_Requirement_
Word for word, restate all of the entries.

Saved entries:

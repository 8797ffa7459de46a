//! Telemetry source adapters
//!
//! This crate talks to the outside world: the branch-circuit meter (eGauge
//! register XML and CSV history over HTTP) and the automation hub that knows
//! about solar and battery flow. A simulated meter covers tests and
//! hardware-free runs.

pub mod egauge;
pub mod history;
pub mod hub;
pub mod simulator;
pub mod xml;

pub use egauge::*;
pub use hub::*;
pub use simulator::*;

use std::collections::HashMap;
use thiserror::Error;
use watt_core::Timestamp;

#[derive(Debug, Error)]
pub enum FetchError {
    #[error("authentication rejected: {0}")]
    Unauthorized(String),

    #[error("endpoint unreachable: {0}")]
    Unreachable(String),

    #[error("malformed payload: {0}")]
    MalformedPayload(String),
}

pub type FetchResult<T> = Result<T, FetchError>;

/// One register inside an instantaneous sample
#[derive(Debug, Clone, PartialEq)]
pub struct RegisterValue {
    /// Instantaneous power, folded positive for consumption registers
    pub watts: f64,

    /// Lifetime energy of the register, folded positive
    pub cumulative_kwh: Option<f64>,
}

/// A full instantaneous sample from the meter
#[derive(Debug, Clone, PartialEq)]
pub struct MeterSample {
    /// Poll-cycle timestamp, stamped by the caller
    pub ts: Timestamp,

    /// The meter's whole-house usage register, watts
    pub total_usage_w: f64,

    /// Register name to value, every non-total register in the payload
    pub registers: HashMap<String, RegisterValue>,
}

impl MeterSample {
    pub fn register(&self, name: &str) -> Option<&RegisterValue> {
        self.registers.get(name)
    }
}

/// One row of the meter's cumulative-energy history
#[derive(Debug, Clone, PartialEq)]
pub struct CumulativeRow {
    pub ts: Timestamp,

    /// Register name to lifetime kWh at `ts`
    pub kwh: HashMap<String, f64>,
}

/// Trait for everything the poll scheduler reads power data from
#[async_trait::async_trait]
pub trait MeterSource: Send + Sync {
    /// Source name/identifier
    fn name(&self) -> &str;

    /// One instantaneous sample of every register
    async fn fetch_instantaneous(&self) -> FetchResult<MeterSample>;

    /// Cumulative register values at hour boundaries covering the last
    /// `hours` hours, oldest first; used for startup gap fill
    async fn fetch_historical(&self, hours: u32) -> FetchResult<Vec<CumulativeRow>>;
}

pub(crate) fn now_ts() -> Timestamp {
    chrono::Utc::now().timestamp()
}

_The completed task_
repository 8797ffa7459de46a
//! Telemetry source adapters
//!
//! This crate talks to the outside world: the branch-circuit meter (eGauge
//! register XML and CSV history over HTTP) and the automation hub that knows
//! about solar and battery flow. A simulated meter covers tests and
//! hardware-free runs.

pub mod egauge;
pub mod history;
pub mod hub;
pub mod simulator;
pub mod xml;

pub use egauge::*;
pub use hub::*;
pub use simulator::*;

use std::collections::HashMap;
use thiserror::Error;
use watt_core::Timestamp;

#[derive(Debug, Error)]
pub enum FetchError {
    #[error("authentication rejected: {0}")]
    Unauthorized(String),

    #[error("endpoint unreachable: {0}")]
    Unreachable(String),

    #[error("malformed payload: {0}")]
    MalformedPayload(String),
}

pub type FetchResult<T> = Result<T, FetchError>;

/// One register inside an instantaneous sample
#[derive(Debug, Clone, PartialEq)]
pub struct RegisterValue {
    /// Instantaneous power, folded positive for consumption registers
    pub watts: f64,

    /// Lifetime energy of the register, folded positive
    pub cumulative_kwh: Option<f64>,
}

/// A full instantaneous sample from the meter
#[derive(Debug, Clone, PartialEq)]
pub struct MeterSample {
    /// Poll-cycle timestamp, stamped by the caller
    pub ts: Timestamp,

    /// The meter's whole-house usage register, watts
    pub total_usage_w: f64,

    /// Register name to value, every non-total register in the payload
    pub registers: HashMap<String, RegisterValue>,
}

impl MeterSample {
    pub fn register(&self, name: &str) -> Option<&RegisterValue> {
        self.registers.get(name)
    }
}

/// One row of the meter's cumulative-energy history
#[derive(Debug, Clone, PartialEq)]
pub struct CumulativeRow {
    pub ts: Timestamp,

    /// Register name to lifetime kWh at `ts`
    pub kwh: HashMap<String, f64>,
}

/// Trait for everything the poll scheduler reads power data from
#[async_trait::async_trait]
pub trait MeterSource: Send + Sync {
    /// Source name/identifier
    fn name(&self) -> &str;

    /// One instantaneous sample of every register
    async fn fetch_instantaneous(&self) -> FetchResult<MeterSample>;

    /// Cumulative register values at hour boundaries covering the last
    /// `hours` hours, oldest first; used for startup gap fill
    async fn fetch_historical(&self, hours: u32) -> FetchResult<Vec<CumulativeRow>>;
}

pub(crate) fn now_ts() -> Timestamp {
    chrono::Utc::now().timestamp()
}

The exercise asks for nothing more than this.